Avenida de los Muertos.

Tiene algo menos de 24 kilómetros cuadrados y está enclavado sobre una meseta de 2.300 kilómetros de alto. La espectacular pirámide del Sol fue descubierta en 1906 por el arqueólogo Leopoldo Batles, quien calculó que había sido construida en el siglo I de nuestra era. Se eleva a unos 66 metros y su base tiene 225 metros de lado. Un monstruo sólo comparable con la gran pirámide de Keops. Se estima que se necesitaron 2 millones y medio de toneladas de ladrillos cocidos para construirla. Una labor, en efecto, digna de gigantes.

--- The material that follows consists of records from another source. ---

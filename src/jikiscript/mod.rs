//! JikiScript front-end
//!
//! JikiScript is a small, English-flavoured teaching language:
//!
//! ```text
//! set count to 0
//! repeat 3 times do
//!   change count to count + 1
//! end
//! log count
//! ```
//!
//! It deliberately refuses implicit conversions, keeps function bodies
//! isolated from globals and indexes lists from 1.

pub mod ast;
pub mod executor;
pub mod lexer;
pub mod parser;

use crate::interpreter::{EvaluationResult, InterpretOptions, InterpretResult};
use crate::runtime::Value;
use executor::Executor;
use tracing::{debug, info};

pub use parser::parse;

pub fn interpret(source: &str, options: &InterpretOptions) -> InterpretResult {
    let program = match parse(source) {
        Ok(program) => program,
        Err(error) => {
            debug!(%error, "JikiScript parse failed");
            return InterpretResult::syntax_error(error);
        }
    };
    debug!(statements = program.statements.len(), "parsed JikiScript program");

    let mut executor = Executor::new(source, options);
    executor.execute(&program);
    let result = InterpretResult::from_run(executor.finish());

    info!(
        frames = result.frames.len(),
        success = result.success,
        "JikiScript run finished"
    );
    result
}

/// Run the program, then call `function_name` with `args` converted from
/// host values.
pub fn evaluate_function(
    source: &str,
    options: &InterpretOptions,
    function_name: &str,
    args: &[serde_json::Value],
) -> EvaluationResult {
    let program = match parse(source) {
        Ok(program) => program,
        Err(error) => {
            debug!(%error, "JikiScript parse failed");
            return EvaluationResult::syntax_error(error);
        }
    };

    let mut executor = Executor::new(source, options);
    let value = if executor.execute(&program) {
        let args = args.iter().map(Value::from_json).collect();
        executor
            .call_entry(function_name, args)
            .map(|value| value.freeze())
    } else {
        None
    };

    let result = EvaluationResult::from_run(executor.finish(), value);
    info!(
        function = function_name,
        frames = result.frames.len(),
        success = result.success,
        "JikiScript evaluation finished"
    );
    result
}

#[cfg(test)]
mod tests {
    use super::*;
    use crate::runtime::{FrozenValue, LanguageFeatures};

    fn error_kind(result: &InterpretResult) -> &'static str {
        result
            .frames
            .last()
            .and_then(|frame| frame.error())
            .map(|error| error.kind)
            .unwrap_or_default()
    }

    #[test]
    fn test_log_writes_output() {
        let result = interpret("log \"hello\"", &InterpretOptions::default());
        assert!(result.success);
        assert_eq!(result.log_lines[0].output, "hello");
        assert_eq!(result.frames.len(), 1);
    }

    #[test]
    fn test_evaluate_function_returns_value() {
        let source = "function double with n do\n  return n * 2\nend";
        let result = evaluate_function(
            source,
            &InterpretOptions::default(),
            "double",
            &[serde_json::json!(21)],
        );
        assert!(result.success);
        assert_eq!(result.value, Some(FrozenValue::Number(42.0)));
    }

    #[test]
    fn test_evaluate_missing_function() {
        let result = evaluate_function("log 1", &InterpretOptions::default(), "nope", &[]);
        assert!(!result.success);
        assert_eq!(result.value, None);
        let last = result.frames.last().unwrap();
        assert_eq!(last.error().unwrap().message, "FunctionNotFound: name: nope");
    }

    #[test]
    fn test_fractional_index_is_rejected() {
        let result = interpret("set a to [1, 2]\nlog a[1.5]", &InterpretOptions::default());
        assert!(!result.success);
        assert_eq!(error_kind(&result), "IndexMustBeInteger");
        assert_eq!(
            result.frames.last().unwrap().error().unwrap().message,
            "IndexMustBeInteger: index: 1.5"
        );
        assert!(result.log_lines.is_empty());

        let result = interpret("set a to [1, 2]\nchange a[2.5] to 3", &InterpretOptions::default());
        assert_eq!(error_kind(&result), "IndexMustBeInteger");
    }

    #[test]
    fn test_repeat_count_is_checked_before_looping() {
        let result = interpret("repeat -1 times do\n  log 1\nend", &InterpretOptions::default());
        assert!(!result.success);
        assert_eq!(error_kind(&result), "RangeErrorRepeatCountMustBeNonNegative");
        assert_eq!(result.frames.len(), 1);
        assert!(result.log_lines.is_empty());

        let result = interpret("repeat 1.5 times do\n  log 1\nend", &InterpretOptions::default());
        assert_eq!(error_kind(&result), "RangeErrorRepeatCountMustBeInteger");
        assert!(result.log_lines.is_empty());
    }

    #[test]
    fn test_repeat_count_above_iteration_limit() {
        let options = InterpretOptions {
            language_features: LanguageFeatures {
                max_total_loop_iterations: 5,
                ..LanguageFeatures::default()
            },
            ..InterpretOptions::default()
        };
        let result = interpret("repeat 6 times do\n  log 1\nend", &options);
        assert!(!result.success);
        assert_eq!(error_kind(&result), "RangeErrorRepeatCountTooHighForExecution");
        assert_eq!(
            result.frames.last().unwrap().error().unwrap().message,
            "RangeErrorRepeatCountTooHighForExecution: count: 6, max: 5"
        );
        assert_eq!(result.frames.len(), 1);
        assert!(result.log_lines.is_empty());

        assert!(interpret("repeat 5 times do\n  log 1\nend", &options).success);
    }
}
//! Task progress across test runs
//!
//! A task is complete once every scenario it requires has passed in a single
//! run. Progress is recomputed from scratch on every run, but a completion
//! time, once set, is kept until the task falls back out of completion.

use super::scenario::TestSuiteResult;
use super::{ExerciseDefinition, Task};
use rustc_hash::FxHashMap;
use chrono::{DateTime, Utc};
use serde::Serialize;
use tracing::info;

#[derive(Debug, Clone, Copy, PartialEq, Eq, Serialize)]
#[serde(rename_all = "snake_case")]
pub enum TaskStatus {
    NotStarted,
    InProgress,
    Completed,
}

#[derive(Debug, Clone, PartialEq, Serialize)]
pub struct TaskProgress {
    pub task_id: String,
    pub status: TaskStatus,
    /// Slugs of the required scenarios that passed, in requirement order.
    pub passed_scenarios: Vec<String>,
    pub total_scenarios: usize,
    pub completed_at: Option<DateTime<Utc>>,
}

#[derive(Debug)]
pub struct TaskManager {
    order: Vec<(String, bool)>,
    progress: FxHashMap<String, TaskProgress>,
    current_task_id: Option<String>,
}

/// Slugs that must pass for `task` to count as done.
fn required_scenarios(task: &Task, definition: &ExerciseDefinition) -> Vec<String> {
    match &task.required_scenarios {
        Some(required) => required.clone(),
        None => definition
            .scenarios
            .iter()
            .filter(|scenario| scenario.task_id == task.id)
            .map(|scenario| scenario.slug.clone())
            .collect(),
    }
}

impl TaskManager {
    pub fn new(definition: &ExerciseDefinition) -> Self {
        let mut progress = FxHashMap::default();
        for task in &definition.tasks {
            progress.insert(
                task.id.clone(),
                TaskProgress {
                    task_id: task.id.clone(),
                    status: TaskStatus::NotStarted,
                    passed_scenarios: Vec::new(),
                    total_scenarios: required_scenarios(task, definition).len(),
                    completed_at: None,
                },
            );
        }
        let mut manager = TaskManager {
            order: definition
                .tasks
                .iter()
                .map(|task| (task.id.clone(), task.bonus))
                .collect(),
            progress,
            current_task_id: None,
        };
        manager.current_task_id = manager.next_incomplete();
        manager
    }

    /// Fold a run's results into task progress. Returns the ids of tasks that
    /// became complete with this run, in task order.
    pub fn update(
        &mut self,
        results: &TestSuiteResult,
        definition: &ExerciseDefinition,
        now: DateTime<Utc>,
    ) -> Vec<String> {
        let mut newly_completed = Vec::new();

        for task in &definition.tasks {
            let required = required_scenarios(task, definition);
            let mut passed: Vec<String> = Vec::new();
            for slug in &required {
                if !passed.contains(slug) && results.get(slug).is_some_and(|result| result.passed()) {
                    passed.push(slug.clone());
                }
            }
            let status = if !required.is_empty() && passed.len() == required.len() {
                TaskStatus::Completed
            } else if !passed.is_empty() {
                TaskStatus::InProgress
            } else {
                TaskStatus::NotStarted
            };

            let entry = self.progress.entry(task.id.clone()).or_insert_with(|| TaskProgress {
                task_id: task.id.clone(),
                status: TaskStatus::NotStarted,
                passed_scenarios: Vec::new(),
                total_scenarios: 0,
                completed_at: None,
            });
            let was_completed = entry.status == TaskStatus::Completed;
            entry.status = status;
            entry.passed_scenarios = passed;
            entry.total_scenarios = required.len();
            match status {
                TaskStatus::Completed if !was_completed => {
                    entry.completed_at = Some(now);
                    newly_completed.push(task.id.clone());
                }
                TaskStatus::Completed => {}
                _ => entry.completed_at = None,
            }
        }

        if self
            .current_task_id
            .as_ref()
            .map_or(true, |id| self.is_completed(id))
        {
            self.current_task_id = self.next_incomplete();
        }
        if !newly_completed.is_empty() {
            info!(tasks = ?newly_completed, "tasks completed");
        }
        newly_completed
    }

    /// First incomplete required task, else the first incomplete bonus task.
    fn next_incomplete(&self) -> Option<String> {
        let incomplete = |bonus: bool| {
            self.order
                .iter()
                .find(|(id, is_bonus)| *is_bonus == bonus && !self.is_completed(id))
                .map(|(id, _)| id.clone())
        };
        incomplete(false).or_else(|| incomplete(true))
    }

    pub fn status(&self, task_id: &str) -> Option<TaskStatus> {
        self.progress.get(task_id).map(|progress| progress.status)
    }

    pub fn progress(&self, task_id: &str) -> Option<&TaskProgress> {
        self.progress.get(task_id)
    }

    pub fn is_completed(&self, task_id: &str) -> bool {
        self.status(task_id) == Some(TaskStatus::Completed)
    }

    pub fn completed_task_ids(&self) -> Vec<String> {
        self.order
            .iter()
            .filter(|(id, _)| self.is_completed(id))
            .map(|(id, _)| id.clone())
            .collect()
    }

    pub fn all_completed(&self) -> bool {
        self.order.iter().all(|(id, _)| self.is_completed(id))
    }

    pub fn current_task_id(&self) -> Option<&str> {
        self.current_task_id.as_deref()
    }

    /// Point the learner at `task_id`. Unknown ids are ignored.
    pub fn set_current_task(&mut self, task_id: &str) -> bool {
        if !self.progress.contains_key(task_id) {
            return false;
        }
        self.current_task_id = Some(task_id.to_string());
        true
    }
}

La pirámide del Sol se dispone en un eje este-oeste, acorde con el itinerario aparente del astro rey; y se ha hecho notar que muy probablemente, “la pirámide fuera construida para señalar el centro del Universo; que las cuatro esquinas simbolizan las cuatro direcciones de aquél, y la cúspide el corazón de la vida”. La pirámide de la Luna que data del siglo II es algo más pequeña con sus 44 metros de altitud y su base rectangular de 130×156 metros. Se compone de tres plataformas o gradas distantes una decena de metros una de otras. Y a un millar y medio de metros de la pirámide de la Luna, otra ciudadela: Texcapam o Texcalpa, constituida en tres de sus lados por un murallón de 300 metros de longitud, 32 de ancho y 8 metros de alto; esos muros alojan a diez torres. El cuarto frente está formado, en cambio, por un escalonamiento de pirámides desiguales. Todo ello rodea al centro de la ciudadela, donde se alza el misterioso tlaltel, un tumulto de tierra y piedras de 28 metros de altura.

Pirámide de la Luna.

Y hacia el sur de la pirámide de la Luna, a lo largo de unos ocho kilómetros, está la llamada Avenida de los Muertos, que lleva hasta la cúspide del cerro de Tlaginga. Las plataformas que se observan en esta calle fueron tomadas por los aztecas como nichos o tumbas. Estaban equivocados: los difuntos de Teotihuacán eran cremados y enterrados debajo del suelo de las casas en las que habían vivido, envueltos en mortajas a las que se untaba con aceites y pócimas rituales.

A lo largo de la Avenida se encuentran las ruinas de la antigua ciudad. El pasado vive con fuerza insospechada en esos restos de calles, plazas y pirámides de 10 a 12 metros de altura. La Avenida cruza la Ciudadela cuadrangular, en cuyo sector oriental perdura el templo al dios Quetzalcóatl, una pirámide con seis terrazas o niveles escalonados. Allí hay una serie de cabezas fantasmagóricas y relieves que hacen perder el aliento: entre ellos el que representa al propio Quetzalcóatl o Serpiente Emplumada, dios de la sabiduría y del viento y símbolo del matrimonio entre el cielo y la tierra, y el alusivo a esa Serpiente de Fuego que guía al Sol a lo largo de su viaje astral.